Il évoqua encore la bataille livrée en Babylonie contre les Galates : huit mille Juifs, avec quatre mille Macédoniens, avaient vaincu cent vingt mille ennemis grâce au secours venu du ciel, et remporté un immense butin.
Après les avoir remplis de courage par ces paroles et préparés à mourir pour les lois et la patrie, il divisa son armée en quatre groupes.
Il plaça ses frères Simon, Joseph et Jonathan à la tête de trois groupes, avec mille cinq cents hommes chacun.
Il chargea Éléazar de lire le Livre sacré. Puis, après avoir donné comme mot d’ordre : « Secours de Dieu ! », Judas prit lui-même la tête du premier corps et engagea le combat contre Nicanor.
Avec le Tout-Puissant comme allié, ils tuèrent plus de neuf mille ennemis, blessèrent et mutilèrent la plus grande partie de l’armée de Nicanor et mirent tout le reste en fuite.
Ils s’emparèrent de l’argent des marchands venus les acheter comme esclaves. Après avoir poursuivi longtemps les fuyards, ils durent revenir faute de temps.
Car c’était la veille du sabbat ; c’est pourquoi ils ne prolongèrent pas leur poursuite.
Après avoir recueilli les armes et dépouillé les morts, ils célébrèrent le sabbat, bénissant avec ferveur le Seigneur qui les avait préservés jusqu’à ce jour et avait commencé à leur rendre sa miséricorde.
Après le sabbat, ils distribuèrent une part du butin aux victimes des tortures, aux veuves et aux orphelins ; ils partagèrent le reste entre eux et leurs enfants.
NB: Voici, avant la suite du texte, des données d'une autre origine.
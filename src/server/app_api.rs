//! Thin app API over the orchestrator.
//!
//! These handlers translate HTTP requests into orchestrator [`Command`]s and
//! read snapshots of the shared session state.  Commands are enqueued and
//! answered with `202 Accepted`; progress and notices are observed via
//! `GET /app/state`.

use axum::extract::State;
use axum::http::StatusCode;
use axum::response::{IntoResponse, Response};
use axum::Json;
use serde::Deserialize;
use serde_json::json;

use crate::orchestrator::Command;
use crate::speech::VOICES;
use crate::summary::SummaryFormat;

use super::AppContext;

// ---------------------------------------------------------------------------
// Wire types
// ---------------------------------------------------------------------------

#[derive(Debug, Deserialize)]
pub struct UploadRequest {
    pub text: String,
}

#[derive(Debug, Deserialize)]
pub struct GenerateRequest {
    pub format: String,
}

#[derive(Debug, Deserialize)]
pub struct SpeakRequest {
    pub text: String,
}

#[derive(Debug, Deserialize)]
pub struct VoiceRequest {
    #[serde(rename = "voiceId")]
    pub voice_id: String,
}

// ---------------------------------------------------------------------------
// Handlers
// ---------------------------------------------------------------------------

/// `POST /app/upload` — store the paper and find similar ones.
pub async fn upload(State(ctx): State<AppContext>, Json(req): Json<UploadRequest>) -> Response {
    enqueue(&ctx, Command::UploadPaper(req.text)).await
}

/// `POST /app/summary` — generate a summary of the current paper text.
pub async fn generate(
    State(ctx): State<AppContext>,
    Json(req): Json<GenerateRequest>,
) -> Response {
    enqueue(&ctx, Command::GenerateSummary(SummaryFormat::parse(&req.format))).await
}

/// `POST /app/speak` — synthesize and play `text` with the selected voice.
pub async fn speak(State(ctx): State<AppContext>, Json(req): Json<SpeakRequest>) -> Response {
    enqueue(&ctx, Command::Speak(req.text)).await
}

/// `PUT /app/voice` — change the selected voice.
pub async fn select_voice(
    State(ctx): State<AppContext>,
    Json(req): Json<VoiceRequest>,
) -> Response {
    enqueue(&ctx, Command::SelectVoice(req.voice_id)).await
}

/// `GET /app/state` — snapshot of the session state.
pub async fn session_state(State(ctx): State<AppContext>) -> Response {
    let snapshot = ctx.session.lock().unwrap().clone();
    Json(snapshot).into_response()
}

/// `GET /app/voices` — the fixed voice catalog.
pub async fn voices() -> Response {
    Json(VOICES).into_response()
}

/// `GET /app/papers` — up to the configured number of most recent papers.
pub async fn recent_papers(State(ctx): State<AppContext>) -> Response {
    match ctx.store.recent(ctx.recent_limit).await {
        Ok(papers) => Json(papers).into_response(),
        Err(e) => {
            log::error!("recent papers listing failed: {e}");
            (
                StatusCode::INTERNAL_SERVER_ERROR,
                Json(json!({ "error": e.to_string() })),
            )
                .into_response()
        }
    }
}

// ---------------------------------------------------------------------------
// Helpers
// ---------------------------------------------------------------------------

async fn enqueue(ctx: &AppContext, command: Command) -> Response {
    match ctx.commands.send(command).await {
        Ok(()) => (StatusCode::ACCEPTED, Json(json!({ "accepted": true }))).into_response(),
        Err(e) => {
            log::error!("orchestrator channel closed: {e}");
            (
                StatusCode::INTERNAL_SERVER_ERROR,
                Json(json!({ "error": "orchestrator unavailable" })),
            )
                .into_response()
        }
    }
}

// ---------------------------------------------------------------------------
// Tests
// ---------------------------------------------------------------------------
Après cela, ils firent ensemble une supplication commune, demandant au Seigneur miséricordieux de se réconcilier pleinement avec ses serviteurs.
Dans les combats suivants contre les troupes de Timothée et de Bacchidès, ils tuèrent plus de vingt mille hommes et s’emparèrent aisément de forteresses très solides. Ils partagèrent l’abondant butin en donnant aux victimes des tortures, aux orphelins, aux veuves et même aux vieillards une part égale à la leur.
Ils recueillirent les armes ennemies et les déposèrent soigneusement dans des endroits sûrs ; ils apportèrent le reste du butin à Jérusalem.
Ils tuèrent aussi le phylarchque des troupes de Timothée, homme très impie qui avait fait beaucoup de mal aux Juifs.
Pendant qu’ils célébraient la victoire dans leur patrie, ils brûlèrent Callisthène et quelques autres qui avaient incendié les portes sacrées et s’étaient réfugiés dans une petite maison ; ils reçurent ainsi, selon le récit, le salaire mérité de leur impiété.
Quant à Nicanor, trois fois maudit, qui avait amené mille marchands pour acheter les Juifs,
il fut profondément humilié, avec l’aide du Seigneur, par ceux qu’il avait tenus pour rien. Il quitta ses vêtements de gloire et, traversant seul l’intérieur du pays comme un esclave fugitif, arriva à Antioche, désespéré par la destruction de son armée.
Celui qui avait promis de payer le tribut romain avec le prix des captifs de Jérusalem dut proclamer que les Juifs avaient Dieu pour défenseur et qu’ils étaient invulnérables parce qu’ils observaient les lois qu’il leur avait données.